Total war and state power
The First World War saw the Defence of the Realm Act (DORA, 1914) give government sweeping powers, the introduction of conscription (1916), state control of railways, mines and munitions, and rationing. The Second World War went further, with near-total direction of the economy and the wartime coalition planning post-war reconstruction. The wars showed that the state could organise national life on a vast scale, raising lasting expectations of what it should do in peacetime, a key plank in the argument that the wars built the modern interventionist state.
Votes for women
Historians debate how far this was caused by women's war work versus the long pre-war campaigns of the suffragists (the constitutional NUWSS under Millicent Fawcett) and suffragettes (the militant WSPU under the Pankhursts). The strongest view distinguishes the campaigns that put the issue on the agenda from the war and the 1918 franchise reform (needed to re-enfranchise displaced soldiers) that supplied the political opportunity.
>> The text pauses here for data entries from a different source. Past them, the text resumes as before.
//! WAV decode/encode.

use std::io::{Cursor, Read};
use std::path::Path;

use super::Waveform;
use crate::Result;

/// Decode a WAV file held in memory.
///
/// Fails for anything that is not RIFF/WAVE; callers use that to decide
/// whether the bytes need transcoding first.
pub fn decode_wav(bytes: &[u8]) -> Result<Waveform> {
    let reader = hound::WavReader::new(Cursor::new(bytes))?;
    collect_samples(reader)
}

/// Read a WAV file from disk.
pub fn read_wav(path: impl AsRef<Path>) -> Result<Waveform> {
    let reader = hound::WavReader::open(path)?;
    collect_samples(reader)
}

fn collect_samples<R: Read>(reader: hound::WavReader<R>) -> Result<Waveform> {
    let spec = reader.spec();

    let samples: Vec<f32> = match spec.sample_format {
        hound::SampleFormat::Float => reader
            .into_samples::<f32>()
            .collect::<std::result::Result<Vec<_>, _>>()?,
        hound::SampleFormat::Int => {
            let max_val = (1u64 << (spec.bits_per_sample - 1)) as f32;
            reader
                .into_samples::<i32>()
                .map(|s| s.map(|v| v as f32 / max_val))
                .collect::<std::result::Result<Vec<_>, _>>()?
        }
    };

    Ok(Waveform::new(samples, spec.sample_rate, spec.channels))
}

/// Write interleaved samples as 16-bit PCM, clamping to [-1, 1].
pub fn write_wav_pcm16(path: impl AsRef<Path>, waveform: &Waveform) -> Result<()> {
    let spec = hound::WavSpec {
        channels: waveform.channels,
        sample_rate: waveform.sample_rate,
        bits_per_sample: 16,
        sample_format: hound::SampleFormat::Int,
    };
    let mut writer = hound::WavWriter::create(path, spec)?;
    for &s in &waveform.samples {
        writer.write_sample((s.clamp(-1.0, 1.0) * i16::MAX as f32).round() as i16)?;
    }
    writer.finalize()?;
    Ok(())
}

#[cfg(test)]
pub(crate) fn encode_wav_f32(waveform: &Waveform) -> Vec<u8> {
    let spec = hound::WavSpec {
        channels: waveform.channels,
        sample_rate: waveform.sample_rate,
        bits_per_sample: 32,
        sample_format: hound::SampleFormat::Float,
    };
    let mut cursor = Cursor::new(Vec::new());
    {
        let mut writer = hound::WavWriter::new(&mut cursor, spec).unwrap();
        for &s in &waveform.samples {
            writer.write_sample(s).unwrap();
        }
        writer.finalize().unwrap();
    }
    cursor.into_inner()
}

#[cfg(test)]
mod tests {
    use super::*;

    #[test]
    fn test_decode_float_wav_from_memory() {
        let original = Waveform::new(vec![0.0, 0.5, -0.5, 1.0, -1.0, 0.25], 44_100, 2);
        let decoded = decode_wav(&encode_wav_f32(&original)).unwrap();
        assert_eq!(decoded, original);
    }

    #[test]
    fn test_decode_rejects_non_wav() {
        assert!(decode_wav(b"ID3\x04\x00 definitely an mp3").is_err());
        assert!(decode_wav(&[]).is_err());
    }

    #[test]
    fn test_pcm16_write_then_read() {
        let dir = tempfile::tempdir().unwrap();
        let path = dir.path().join("test.wav");
        let original = Waveform::new(vec![0.0, 0.5, -0.5, 2.0], 32_000, 1);
        write_wav_pcm16(&path, &original).unwrap();

        let loaded = read_wav(&path).unwrap();
        assert_eq!(loaded.sample_rate, 32_000);
        assert_eq!(loaded.channels, 1);
        assert_eq!(loaded.samples.len(), 4);
        assert!((loaded.samples[1] - 0.5).abs() < 1e-3);
        assert!((loaded.samples[2] + 0.5).abs() < 1e-3);
        // Out-of-range input is clamped, not wrapped.
        assert!(loaded.samples[3] > 0.999);
    }
}
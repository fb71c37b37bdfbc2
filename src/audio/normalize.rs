//! Upload normalization: arbitrary audio bytes → mono waveform at the model rate.

use std::path::Path;
use std::sync::Arc;

use super::{Transcoder, Waveform, decode_wav, mix::downmix_to_mono, resample::resample};
use crate::{Error, Result};

/// Turns uploaded drum clips into model-ready references.
#[derive(Clone)]
pub struct AudioNormalizer {
    transcoder: Option<Arc<dyn Transcoder>>,
    target_rate: u32,
}

impl AudioNormalizer {
    /// `transcoder` handles non-WAV input; without one only WAV is accepted.
    pub fn new(transcoder: Option<Arc<dyn Transcoder>>, target_rate: u32) -> Self {
        Self {
            transcoder,
            target_rate,
        }
    }

    /// Decode, downmix and resample `bytes`.
    ///
    /// `file_name` only supplies an extension hint to the transcoder.
    pub async fn normalize(&self, bytes: &[u8], file_name: Option<&str>) -> Result<Waveform> {
        let decoded = match decode_wav(bytes) {
            Ok(waveform) => waveform,
            Err(wav_error) => {
                tracing::debug!(%wav_error, "upload is not WAV, transcoding");
                self.transcode_and_decode(bytes, file_name).await?
            }
        };

        tracing::debug!(
            sample_rate = decoded.sample_rate,
            channels = decoded.channels,
            frames = decoded.num_frames(),
            "decoded drum audio"
        );

        let target_rate = self.target_rate;
        tokio::task::spawn_blocking(move || conform(decoded, target_rate)).await?
    }

    /// Normalize an audio file on disk, such as the bundled drum reference.
    pub async fn normalize_file(&self, path: &Path) -> Result<Waveform> {
        let bytes = tokio::fs::read(path)
            .await
            .map_err(|e| Error::Config(format!("cannot read {}: {e}", path.display())))?;
        self.normalize(&bytes, path.file_name().and_then(|name| name.to_str()))
            .await
    }

    async fn transcode_and_decode(&self, bytes: &[u8], file_name: Option<&str>) -> Result<Waveform> {
        let transcoder = self.transcoder.as_ref().ok_or_else(|| {
            Error::Transcode("upload is not WAV and no transcoder is configured".into())
        })?;

        // Removed on drop, whichever way this function exits.
        let scratch = tempfile::tempdir()?;
        let extension = file_name
            .and_then(|name| Path::new(name).extension())
            .and_then(|ext| ext.to_str())
            .filter(|ext| ext.chars().all(|c| c.is_ascii_alphanumeric()))
            .unwrap_or("bin");
        let input = scratch.path().join(format!("upload.{extension}"));
        let output = scratch.path().join("transcoded.wav");

        tokio::fs::write(&input, bytes).await?;
        transcoder.transcode(&input, &output).await?;
        let transcoded = tokio::fs::read(&output).await?;

        decode_wav(&transcoded)
            .map_err(|e| Error::Audio(format!("could not decode transcoded audio: {e}")))
    }
}

/// Force mono at `target_rate`.
pub fn conform(waveform: Waveform, target_rate: u32) -> Result<Waveform> {
    if waveform.channels == 0 {
        return Err(Error::Audio("audio has no channels".into()));
    }
    let mono = downmix_to_mono(waveform);
    if mono.sample_rate == target_rate {
        return Ok(mono);
    }
    tracing::debug!(from = mono.sample_rate, to = target_rate, "resampling drum audio");
    resample(mono, target_rate)
}
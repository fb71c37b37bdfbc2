//! HTTP front-end: `POST /generate`.
//!
//! One request runs start to finish on its own task:
//!
//! 1. decode the multipart form (`prompt`, `chords`, `drums`),
//! 2. resolve the chord progression (400 if an onset is past the horizon),
//! 3. normalize the drum upload or fall back to the bundled reference,
//! 4. reserve an output name, call the model, write the WAV,
//! 5. answer with the file and an `X-File-Path` header.
//!
//! Errors are answered as `{"detail": "..."}` with status 400 or 500.

use std::sync::Arc;

use axum::{
    Json, Router,
    body::Bytes,
    extract::{
        DefaultBodyLimit, Multipart, State,
        multipart::{MultipartError, MultipartRejection},
    },
    http::{HeaderName, HeaderValue, StatusCode, header},
    response::{IntoResponse, Response},
    routing::post,
};
use tower_http::cors::CorsLayer;
use tower_http::trace::TraceLayer;

use crate::audio::{AudioNormalizer, Waveform};
use crate::chords::parse_chords;
use crate::config::DEFAULT_PROMPT;
use crate::generator::{GenerationRequest, MusicGenerator};
use crate::output::{OutputNamer, write_artifact};
use crate::{Error, Result};

/// Response header naming the generated file (without extension).
pub const FILE_PATH_HEADER: &str = "x-file-path";

/// Shared state behind the router.
pub struct AppState {
    generator: Arc<dyn MusicGenerator>,
    normalizer: AudioNormalizer,
    namer: OutputNamer,
    default_drums: Option<Arc<Waveform>>,
}

impl AppState {
    /// `default_drums` is used for requests without an upload; `None` leaves
    /// those requests unconditioned on drums.
    pub fn new(
        generator: Arc<dyn MusicGenerator>,
        normalizer: AudioNormalizer,
        namer: OutputNamer,
        default_drums: Option<Waveform>,
    ) -> Self {
        Self {
            generator,
            normalizer,
            namer,
            default_drums: default_drums.map(Arc::new),
        }
    }

    /// Validate, generate and write one request's output.
    async fn run(&self, form: GenerateForm) -> Result<Generated> {
        let chords = parse_chords(form.chords.as_deref())?;

        let prompt = match form.prompt {
            Some(prompt) if !prompt.is_empty() => prompt,
            _ => DEFAULT_PROMPT.to_string(),
        };

        let drums = match form.drums {
            Some(upload) => {
                let waveform = self
                    .normalizer
                    .normalize(&upload.bytes, upload.file_name.as_deref())
                    .await
                    .inspect_err(|e| tracing::error!("error processing drum audio: {e}"))?;
                Some(waveform)
            }
            None => match &self.default_drums {
                Some(reference) => {
                    tracing::info!("no custom drums provided, using default drums");
                    Some(reference.as_ref().clone())
                }
                None => {
                    tracing::info!("no custom drums provided, generating without drums");
                    None
                }
            },
        };

        let slot = self.namer.reserve()?;
        let stem = slot.stem().display().to_string();
        let file_path = HeaderValue::from_str(&stem).map_err(|_| {
            Error::Config(format!("output path {stem:?} cannot be sent as a header value"))
        })?;

        tracing::info!(
            prompt = %prompt,
            chords = chords.len(),
            drums = drums.is_some(),
            output = %slot.path().display(),
            "generating"
        );

        let request = GenerationRequest {
            descriptions: vec![prompt],
            chords,
            drums,
        };
        let waveform = self
            .generator
            .generate(&request)
            .await?
            .into_iter()
            .next()
            .ok_or_else(|| Error::Generation("model returned no audio".into()))?;

        let path = slot.path().to_path_buf();
        tokio::task::spawn_blocking(move || write_artifact(&path, waveform)).await??;

        let bytes = tokio::fs::read(slot.path()).await?;
        let path = slot.commit();
        tracing::info!(output = %path.display(), bytes = bytes.len(), "done");

        Ok(Generated { file_path, bytes })
    }
}

/// Build the router with CORS, tracing and the upload size limit applied.
pub fn router(state: Arc<AppState>, max_body_bytes: usize) -> Router {
    Router::new()
        .route("/generate", post(generate))
        .layer(DefaultBodyLimit::max(max_body_bytes))
        .layer(cors())
        .layer(TraceLayer::new_for_http())
        .with_state(state)
}

/// Any origin, method and header; credentials allowed.
fn cors() -> CorsLayer {
    CorsLayer::very_permissive().expose_headers([HeaderName::from_static(FILE_PATH_HEADER)])
}

// ── Form decoding ────────────────────────────────────────────────────────────

struct Upload {
    file_name: Option<String>,
    bytes: Bytes,
}

#[derive(Default)]
struct GenerateForm {
    prompt: Option<String>,
    chords: Option<String>,
    drums: Option<Upload>,
}

async fn read_form(mut multipart: Multipart) -> std::result::Result<GenerateForm, ApiError> {
    let mut form = GenerateForm::default();

    while let Some(field) = multipart.next_field().await? {
        let name = field.name().unwrap_or_default().to_string();
        match name.as_str() {
            "prompt" => form.prompt = Some(field.text().await?),
            "chords" => form.chords = Some(field.text().await?),
            "drums" => {
                let file_name = field.file_name().map(str::to_string);
                let bytes = field.bytes().await?;
                // Browsers send an empty part when no file was picked.
                if !bytes.is_empty() {
                    form.drums = Some(Upload { file_name, bytes });
                }
            }
            other => tracing::debug!(field = other, "ignoring unknown form field"),
        }
    }

    Ok(form)
}

// ── Handler ──────────────────────────────────────────────────────────────────

struct Generated {
    /// `X-File-Path` value, checked before the file is committed.
    file_path: HeaderValue,
    bytes: Vec<u8>,
}

async fn generate(
    State(state): State<Arc<AppState>>,
    multipart: std::result::Result<Multipart, MultipartRejection>,
) -> std::result::Result<Response, ApiError> {
    let form = read_form(multipart?).await?;
    let generated = state.run(form).await?;

    Ok((
        [
            (header::CONTENT_TYPE, HeaderValue::from_static("audio/wav")),
            (HeaderName::from_static(FILE_PATH_HEADER), generated.file_path),
        ],
        generated.bytes,
    )
        .into_response())
}

// ── Errors ───────────────────────────────────────────────────────────────────

/// Error answered to HTTP clients as `{"detail": "..."}`.
#[derive(Debug)]
pub struct ApiError {
    status: StatusCode,
    detail: String,
}

impl ApiError {
    fn internal(detail: String) -> Self {
        Self {
            status: StatusCode::INTERNAL_SERVER_ERROR,
            detail,
        }
    }
}

impl From<Error> for ApiError {
    fn from(error: Error) -> Self {
        if error.is_client_error() {
            tracing::warn!("rejected request: {error}");
            Self {
                status: StatusCode::BAD_REQUEST,
                detail: error.to_string(),
            }
        } else {
            tracing::error!("error generating music: {error}");
            Self::internal(error.to_string())
        }
    }
}

impl From<MultipartError> for ApiError {
    fn from(error: MultipartError) -> Self {
        tracing::warn!("unreadable form: {}", error.body_text());
        Self {
            status: error.status(),
            detail: error.body_text(),
        }
    }
}

impl From<MultipartRejection> for ApiError {
    fn from(rejection: MultipartRejection) -> Self {
        Self {
            status: rejection.status(),
            detail: rejection.body_text(),
        }
    }
}

impl IntoResponse for ApiError {
    fn into_response(self) -> Response {
        (
            self.status,
            Json(serde_json::json!({ "detail": self.detail })),
        )
            .into_response()
    }
}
Note that the 1918 Act enfranchised women only over 30 with a property qualification, partly to avoid a female majority electorate, so the reform was a cautious compromise.
Political realignment
The wars reshaped party politics decisively:
- The Liberal Party split during the First World War over the conduct of the war and conscription (Asquith versus Lloyd George, who took the premiership in 1916). The split, combined with the wider franchise that mobilised working-class voters, sent the Liberals into long-term decline.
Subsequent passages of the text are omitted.